Each entry that follows needs to be written out exactly, with nothing left out.

[Records provided]

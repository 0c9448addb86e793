//! Field kinds extracted from a section's JSON Schema
//!
//! Every property of a section schema maps onto one of a closed set of
//! field kinds. Each kind knows how to check a value against the constraints
//! it declares; rendering lives in [`crate::schema::render`].

use regex::Regex;
use serde::{Deserialize, Serialize};
use serde_json::{Map, Value};

/// Pseudo-field that carries the cross-field allocation error
pub const ALLOCATION_TOTAL_FIELD: &str = "_allocationTotal";

const ALLOCATION_EPSILON: f64 = 1e-9;

/// A single field-level validation failure
#[derive(Debug, Clone, PartialEq, Eq, Serialize, Deserialize)]
#[serde(rename_all = "camelCase")]
pub struct FieldError {
    pub field_path: String,
    pub message: String,
}

impl FieldError {
    pub fn new(field_path: impl Into<String>, message: impl Into<String>) -> Self {
        Self {
            field_path: field_path.into(),
            message: message.into(),
        }
    }
}

/// Custom messages declared through the `errorMessage` keyword
#[derive(Debug, Clone, Default)]
pub struct Messages {
    all: Option<String>,
    by_keyword: Map<String, Value>,
}

impl Messages {
    fn from_schema(schema: &Value) -> Self {
        match schema.get("errorMessage") {
            Some(Value::String(s)) => Self {
                all: Some(s.clone()),
                by_keyword: Map::new(),
            },
            Some(Value::Object(map)) => Self {
                all: None,
                by_keyword: map.clone(),
            },
            _ => Self::default(),
        }
    }

    /// Message for a violated keyword, falling back to the generated default
    pub fn pick(&self, keyword: &str, default: impl FnOnce() -> String) -> String {
        if let Some(msg) = self.by_keyword.get(keyword).and_then(Value::as_str) {
            return msg.to_string();
        }
        self.all.clone().unwrap_or_else(default)
    }

    /// Per-child message from `errorMessage.required.<field>`
    fn required_for(&self, field: &str) -> Option<String> {
        self.by_keyword
            .get("required")
            .and_then(|r| r.get(field))
            .and_then(Value::as_str)
            .map(String::from)
    }
}

/// Item-count constraints shared by the list kinds
#[derive(Debug, Clone, Copy, Default)]
pub struct ItemBounds {
    pub min_items: Option<u64>,
    pub max_items: Option<u64>,
    pub unique: bool,
}

impl ItemBounds {
    fn from_schema(schema: &Value) -> Self {
        Self {
            min_items: schema.get("minItems").and_then(Value::as_u64),
            max_items: schema.get("maxItems").and_then(Value::as_u64),
            unique: schema
                .get("uniqueItems")
                .and_then(Value::as_bool)
                .unwrap_or(false),
        }
    }

    fn check(&self, items: &[Value], path: &str, messages: &Messages, pass: &mut Pass) {
        let len = items.len() as u64;
        if let Some(min) = self.min_items {
            if len < min {
                pass.error(
                    path,
                    messages.pick("minItems", || {
                        format!("Must contain at least {} item(s)", min)
                    }),
                );
            }
        }
        if let Some(max) = self.max_items {
            if len > max {
                pass.error(
                    path,
                    messages.pick("maxItems", || {
                        format!("Cannot contain more than {} item(s)", max)
                    }),
                );
            }
        }
        if self.unique && has_duplicates(items) {
            pass.error(
                path,
                messages.pick("uniqueItems", || "Items must be unique".to_string()),
            );
        }
    }
}

fn has_duplicates(items: &[Value]) -> bool {
    items
        .iter()
        .enumerate()
        .any(|(i, a)| items[i + 1..].iter().any(|b| a == b))
}

/// Recognised string formats
#[derive(Debug, Clone, Copy, PartialEq, Eq)]
pub enum TextFormat {
    Date,
}

/// Constraints on a text value
#[derive(Debug, Clone, Default)]
pub struct TextRules {
    pub min_length: Option<u64>,
    pub max_length: Option<u64>,
    pub pattern: Option<Regex>,
    pub format: Option<TextFormat>,
}

impl TextRules {
    fn from_schema(schema: &Value) -> Result<Self, String> {
        let pattern = match schema.get("pattern").and_then(Value::as_str) {
            Some(p) => Some(Regex::new(p).map_err(|e| format!("invalid pattern '{}': {}", p, e))?),
            None => None,
        };
        let format = match schema.get("format").and_then(Value::as_str) {
            Some("date") => Some(TextFormat::Date),
            _ => None,
        };
        Ok(Self {
            min_length: schema.get("minLength").and_then(Value::as_u64),
            max_length: schema.get("maxLength").and_then(Value::as_u64),
            pattern,
            format,
        })
    }

    fn check(&self, s: &str, path: &str, messages: &Messages, pass: &mut Pass) {
        let len = s.chars().count() as u64;
        if let Some(min) = self.min_length {
            if len < min {
                pass.error(
                    path,
                    messages.pick("minLength", || {
                        format!("Must be at least {} characters long", min)
                    }),
                );
            }
        }
        if let Some(max) = self.max_length {
            if len > max {
                pass.error(
                    path,
                    messages.pick("maxLength", || format!("Cannot exceed {} characters", max)),
                );
            }
        }
        if let Some(ref re) = self.pattern {
            if !re.is_match(s) {
                pass.error(
                    path,
                    messages.pick("pattern", || {
                        format!("Does not match the expected format ({})", re.as_str())
                    }),
                );
            }
        }
        if self.format == Some(TextFormat::Date)
            && chrono::NaiveDate::parse_from_str(s, "%Y-%m-%d").is_err()
        {
            pass.error(
                path,
                messages.pick("format", || "Must be a date in YYYY-MM-DD format".to_string()),
            );
        }
    }
}

/// Constraints on a numeric value
#[derive(Debug, Clone, Copy, Default)]
pub struct NumberRules {
    pub integer: bool,
    pub minimum: Option<f64>,
    pub maximum: Option<f64>,
}

/// The closed set of field kinds a section schema can declare
#[derive(Debug, Clone)]
pub enum FieldKind {
    Text(TextRules),
    Number(NumberRules),
    Toggle,
    Select { options: Vec<Value> },
    MultiSelect { options: Vec<Value>, bounds: ItemBounds },
    TextList { item: Box<FieldSpec>, bounds: ItemBounds },
    Object(ObjectSpec),
    ObjectList { item: ObjectSpec, bounds: ItemBounds },
    /// Shapes the wizard does not model; left to the compiled JSON Schema
    Other,
}

/// One named property of a section or nested object
#[derive(Debug, Clone)]
pub struct FieldSpec {
    pub name: String,
    pub title: Option<String>,
    pub description: Option<String>,
    pub default: Option<Value>,
    pub kind: FieldKind,
    messages: Messages,
}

[/Records provided]

*Task answer:*
repository 0c9448addb86e793
//! Field kinds extracted from a section's JSON Schema
//!
//! Every property of a section schema maps onto one of a closed set of
//! field kinds. Each kind knows how to check a value against the constraints
//! it declares; rendering lives in [`crate::schema::render`].

use regex::Regex;
use serde::{Deserialize, Serialize};
use serde_json::{Map, Value};

/// Pseudo-field that carries the cross-field allocation error
pub const ALLOCATION_TOTAL_FIELD: &str = "_allocationTotal";

const ALLOCATION_EPSILON: f64 = 1e-9;

/// A single field-level validation failure
#[derive(Debug, Clone, PartialEq, Eq, Serialize, Deserialize)]
#[serde(rename_all = "camelCase")]
pub struct FieldError {
    pub field_path: String,
    pub message: String,
}

impl FieldError {
    pub fn new(field_path: impl Into<String>, message: impl Into<String>) -> Self {
        Self {
            field_path: field_path.into(),
            message: message.into(),
        }
    }
}

/// Custom messages declared through the `errorMessage` keyword
#[derive(Debug, Clone, Default)]
pub struct Messages {
    all: Option<String>,
    by_keyword: Map<String, Value>,
}

impl Messages {
    fn from_schema(schema: &Value) -> Self {
        match schema.get("errorMessage") {
            Some(Value::String(s)) => Self {
                all: Some(s.clone()),
                by_keyword: Map::new(),
            },
            Some(Value::Object(map)) => Self {
                all: None,
                by_keyword: map.clone(),
            },
            _ => Self::default(),
        }
    }

    /// Message for a violated keyword, falling back to the generated default
    pub fn pick(&self, keyword: &str, default: impl FnOnce() -> String) -> String {
        if let Some(msg) = self.by_keyword.get(keyword).and_then(Value::as_str) {
            return msg.to_string();
        }
        self.all.clone().unwrap_or_else(default)
    }

    /// Per-child message from `errorMessage.required.<field>`
    fn required_for(&self, field: &str) -> Option<String> {
        self.by_keyword
            .get("required")
            .and_then(|r| r.get(field))
            .and_then(Value::as_str)
            .map(String::from)
    }
}

/// Item-count constraints shared by the list kinds
#[derive(Debug, Clone, Copy, Default)]
pub struct ItemBounds {
    pub min_items: Option<u64>,
    pub max_items: Option<u64>,
    pub unique: bool,
}

impl ItemBounds {
    fn from_schema(schema: &Value) -> Self {
        Self {
            min_items: schema.get("minItems").and_then(Value::as_u64),
            max_items: schema.get("maxItems").and_then(Value::as_u64),
            unique: schema
                .get("uniqueItems")
                .and_then(Value::as_bool)
                .unwrap_or(false),
        }
    }

    fn check(&self, items: &[Value], path: &str, messages: &Messages, pass: &mut Pass) {
        let len = items.len() as u64;
        if let Some(min) = self.min_items {
            if len < min {
                pass.error(
                    path,
                    messages.pick("minItems", || {
                        format!("Must contain at least {} item(s)", min)
                    }),
                );
            }
        }
        if let Some(max) = self.max_items {
            if len > max {
                pass.error(
                    path,
                    messages.pick("maxItems", || {
                        format!("Cannot contain more than {} item(s)", max)
                    }),
                );
            }
        }
        if self.unique && has_duplicates(items) {
            pass.error(
                path,
                messages.pick("uniqueItems", || "Items must be unique".to_string()),
            );
        }
    }
}

fn has_duplicates(items: &[Value]) -> bool {
    items
        .iter()
        .enumerate()
        .any(|(i, a)| items[i + 1..].iter().any(|b| a == b))
}

/// Recognised string formats
#[derive(Debug, Clone, Copy, PartialEq, Eq)]
pub enum TextFormat {
    Date,
}

/// Constraints on a text value
#[derive(Debug, Clone, Default)]
pub struct TextRules {
    pub min_length: Option<u64>,
    pub max_length: Option<u64>,
    pub pattern: Option<Regex>,
    pub format: Option<TextFormat>,
}

impl TextRules {
    fn from_schema(schema: &Value) -> Result<Self, String> {
        let pattern = match schema.get("pattern").and_then(Value::as_str) {
            Some(p) => Some(Regex::new(p).map_err(|e| format!("invalid pattern '{}': {}", p, e))?),
            None => None,
        };
        let format = match schema.get("format").and_then(Value::as_str) {
            Some("date") => Some(TextFormat::Date),
            _ => None,
        };
        Ok(Self {
            min_length: schema.get("minLength").and_then(Value::as_u64),
            max_length: schema.get("maxLength").and_then(Value::as_u64),
            pattern,
            format,
        })
    }

    fn check(&self, s: &str, path: &str, messages: &Messages, pass: &mut Pass) {
        let len = s.chars().count() as u64;
        if let Some(min) = self.min_length {
            if len < min {
                pass.error(
                    path,
                    messages.pick("minLength", || {
                        format!("Must be at least {} characters long", min)
                    }),
                );
            }
        }
        if let Some(max) = self.max_length {
            if len > max {
                pass.error(
                    path,
                    messages.pick("maxLength", || format!("Cannot exceed {} characters", max)),
                );
            }
        }
        if let Some(ref re) = self.pattern {
            if !re.is_match(s) {
                pass.error(
                    path,
                    messages.pick("pattern", || {
                        format!("Does not match the expected format ({})", re.as_str())
                    }),
                );
            }
        }
        if self.format == Some(TextFormat::Date)
            && chrono::NaiveDate::parse_from_str(s, "%Y-%m-%d").is_err()
        {
            pass.error(
                path,
                messages.pick("format", || "Must be a date in YYYY-MM-DD format".to_string()),
            );
        }
    }
}

/// Constraints on a numeric value
#[derive(Debug, Clone, Copy, Default)]
pub struct NumberRules {
    pub integer: bool,
    pub minimum: Option<f64>,
    pub maximum: Option<f64>,
}

/// The closed set of field kinds a section schema can declare
#[derive(Debug, Clone)]
pub enum FieldKind {
    Text(TextRules),
    Number(NumberRules),
    Toggle,
    Select { options: Vec<Value> },
    MultiSelect { options: Vec<Value>, bounds: ItemBounds },
    TextList { item: Box<FieldSpec>, bounds: ItemBounds },
    Object(ObjectSpec),
    ObjectList { item: ObjectSpec, bounds: ItemBounds },
    /// Shapes the wizard does not model; left to the compiled JSON Schema
    Other,
}

/// One named property of a section or nested object
#[derive(Debug, Clone)]
pub struct FieldSpec {
    pub name: String,
    pub title: Option<String>,
    pub description: Option<String>,
    pub default: Option<Value>,
    pub kind: FieldKind,
    messages: Messages,
}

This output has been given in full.